‘Righteous Gemstones’ Concludes Danny McBride's Unholy Trinity

"The Righteous Gemstones" skewers the Osteen-esque religious zealots who preach the Good Word while stuffing their pockets

Sep 24, 2019 at 12:04 pm
click to enlarge The cast of "Righteous Gemstones" - Ryan Green/HBO
Ryan Green/HBO
The cast of "Righteous Gemstones"

Since 2009, Danny McBride, alongside Jody Hill, has been creating dark comedy masterpieces for TV with Eastbound & Down and Vice Principals (and before that, their debut film The Foot Fist Way). He brings his signature bombastic, bad boy humor to each of his roles, from washed-up pro baseball player Kenny Powers to power-hungry high school administrator Neal Gamby. Now, in The Righteous Gemstones (10 p.m. Sundays, HBO) — apparently completing McBride and his collaborator’s trilogy of comedy series — he brings that brand to church as a filthy rich televangelist.

Each of these shows have progressively featured more of an ensemble cast: Eastbound & Down is synonymous with Kenny Fuckin’ Powers; Vice Principals chronicled the feuding friendship of two wildly different coworkers; here the scope widens even more to include an entire dysfunctional family of damaged demigods — and deservingly so. 
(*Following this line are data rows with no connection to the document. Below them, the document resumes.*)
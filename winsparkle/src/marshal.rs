//! String and primitive marshalling at the native boundary.
//!
//! WinSparkle takes narrow (UTF-8) strings for most parameters and wide
//! (UTF-16) strings for application metadata; strings it hands back (the
//! downloaded installer path, config keys in the storage bridge) arrive as
//! raw NUL-terminated pointers. Encoded buffers are owned on the Rust side
//! and only borrowed by the native call for its duration.

use std::ffi::{c_char, c_int, CString};

/// Upper bound on the number of units scanned while decoding a native
/// string. Real values never get anywhere near this; it caps the damage a
/// corrupt or unterminated pointer can do.
pub const MAX_DECODE_UNITS: usize = 1 << 20;

/// Encodes a string as a NUL-terminated byte buffer for narrow parameters.
///
/// Panics if the string contains an interior NUL byte. Such a string cannot
/// cross the boundary and always indicates caller misuse, not a runtime
/// condition.
pub fn narrow(text: &str) -> CString {
    match CString::new(text) {
        Ok(encoded) => encoded,
        Err(err) => panic!("interior NUL in string passed to WinSparkle: {err}"),
    }
}

/// Encodes a string as a NUL-terminated UTF-16 buffer for wide parameters.
///
/// Same interior-NUL contract as [`narrow`].
pub fn wide(text: &str) -> Vec<u16> {
    let mut units: Vec<u16> = text.encode_utf16().collect();
    if units.contains(&0) {
        panic!("interior NUL in string passed to WinSparkle: {text:?}");
    }
    units.push(0);
    units
}

/// Canonical boolean encoding at the boundary.
pub fn bool_to_int(flag: bool) -> c_int {
    if flag {
        1
    } else {
        0
    }
}

/// Decodes a NUL-terminated byte string from a raw pointer.
///
/// A NULL pointer, or a pointer to an immediate NUL, decodes to the empty
/// string. The scan is bounded by [`MAX_DECODE_UNITS`].
///
/// # Safety
///
/// `ptr` must be NULL or point to readable memory that is NUL-terminated
/// within [`MAX_DECODE_UNITS`] bytes.
pub unsafe fn narrow_to_string(ptr: *const c_char) -> String {
    if ptr.is_null() {
        return String::new();
    }
    let mut len = 0;
    while len < MAX_DECODE_UNITS && *ptr.add(len) != 0 {
        len += 1;
    }
    let bytes = std::slice::from_raw_parts(ptr.cast::<u8>(), len);
    String::from_utf8_lossy(bytes).into_owned()
}

/// Decodes a NUL-terminated UTF-16 string from a raw pointer.
///
/// Same NULL and bounding contract as [`narrow_to_string`].
///
/// # Safety
///
/// `ptr` must be NULL or point to readable memory that is NUL-terminated
/// within [`MAX_DECODE_UNITS`] units.
pub unsafe fn wide_to_string(ptr: *const u16) -> String {
    if ptr.is_null() {
        return String::new();
    }
    let mut len = 0;
    while len < MAX_DECODE_UNITS && *ptr.add(len) != 0 {
        len += 1;
    }
    let units = std::slice::from_raw_parts(ptr, len);
    String::from_utf16_lossy(units)
}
A perfectly-cast John Goodman plays patriarch Eli Gemstone, who built a ministry into a megachurch and is blessed with God’s bounty in the form of donations from legions of followers. When he’s not counting checks, he’s mediating squabbles between his spoiled grown children. 

Eli’s oldest, mutton-chopped son Jesse (McBride) is poised to take the family throne. He’s got the perfect family, including a hot wife (Cassidy Freeman) who looks the other way,  minus one estranged son. A maverick minister, Jesse is set on growing the company’s, er, church’s reach, until he’s threatened with evidence of his sinful side, ready to be exposed. 

The much younger Kelvin (Adam DeVine) is a faux-hawk sporting, deep-V wearing youth minister. He’s not a regular pastor, he’s a cool pastor, converting troubled kids one at a time starting with oddball satanist-turned-right-hand-man Keefe (Tony Cavalero). Lastly (fittingly) is middle sister Judy (scene-stealing Vice Principals alum Edi Patterson), a perpetual Jan Brady relegated to menial secretary work while the men enjoy church leadership roles. 

Then there’s Baby Billy Freeman (Walton Goggins), Eli’s brother-in-law who’s been tapped to lead a new church location. When you’re dealing with a talent like Goggins, you’ve got to give him a wild, multifaceted, meaty role, and Baby Billy is just that: charismatic, but conniving as the snake in Eden.

The Righteous Gemstones skewers the Osteen-esque religious zealots who preach the Good Word while stuffing their pockets, and the Gemstones are pushing out smaller local churches by opening annex locations in shopping malls. That hypocrisy is best represented by Jesse, while the others are (dare I say) more nuanced. 

I was expecting everyone in this family to be bad apples, but they’re not that cut and dry. Eli is, at heart, a good guy, forever broken after losing his wife, just kind of floating through the life he created that ended up spoiling his children. There’s that latent sadness that always bubbles up in McBride’s shows — an emotional gut-punch for every 10 belly laughs.

Gemstones is not all fire and brimstone. There’s also a hilarious blackmail storyline with bumbling criminals and a fantastic ’80s flashback episode delves into some of the Gemstone family dynamics. The latter offers a glimpse at their late matriarch, whom Eli loved so much (a fantastic one-episode turn for Jennifer Nettles), and explores Eli’s tumultuous relationship with her brother Baby Billy. (And a not-to-be-forgotten musical number that will have you singing about running around with a pickle in your mouth.)

McBride has perfected playing the overly confident asshole with unmatched delivery, so hateable and yet so hilarious. Beneath the bravado of all his characters is a broken-down man, exposing the male fragility that belies toxic masculinity. Kenny, Neal and Jesse are all the type of guy who complain that people are too sensitive today, but absolutely melt down if someone disagrees with them or doesn’t take them seriously. The fact that McBride can play these types of characters for a decade — during which political correctness has supposedly become more important — while keeping the comedy firing on all cylinders is a testament to his talent.

While The Righteous Gemstones may be the final chapter in McBride’s hilarious unholy trinity, he has said he hopes this series continues longer than either of the previous shows. For now, it’s just been picked up for a second season. Hallelujah!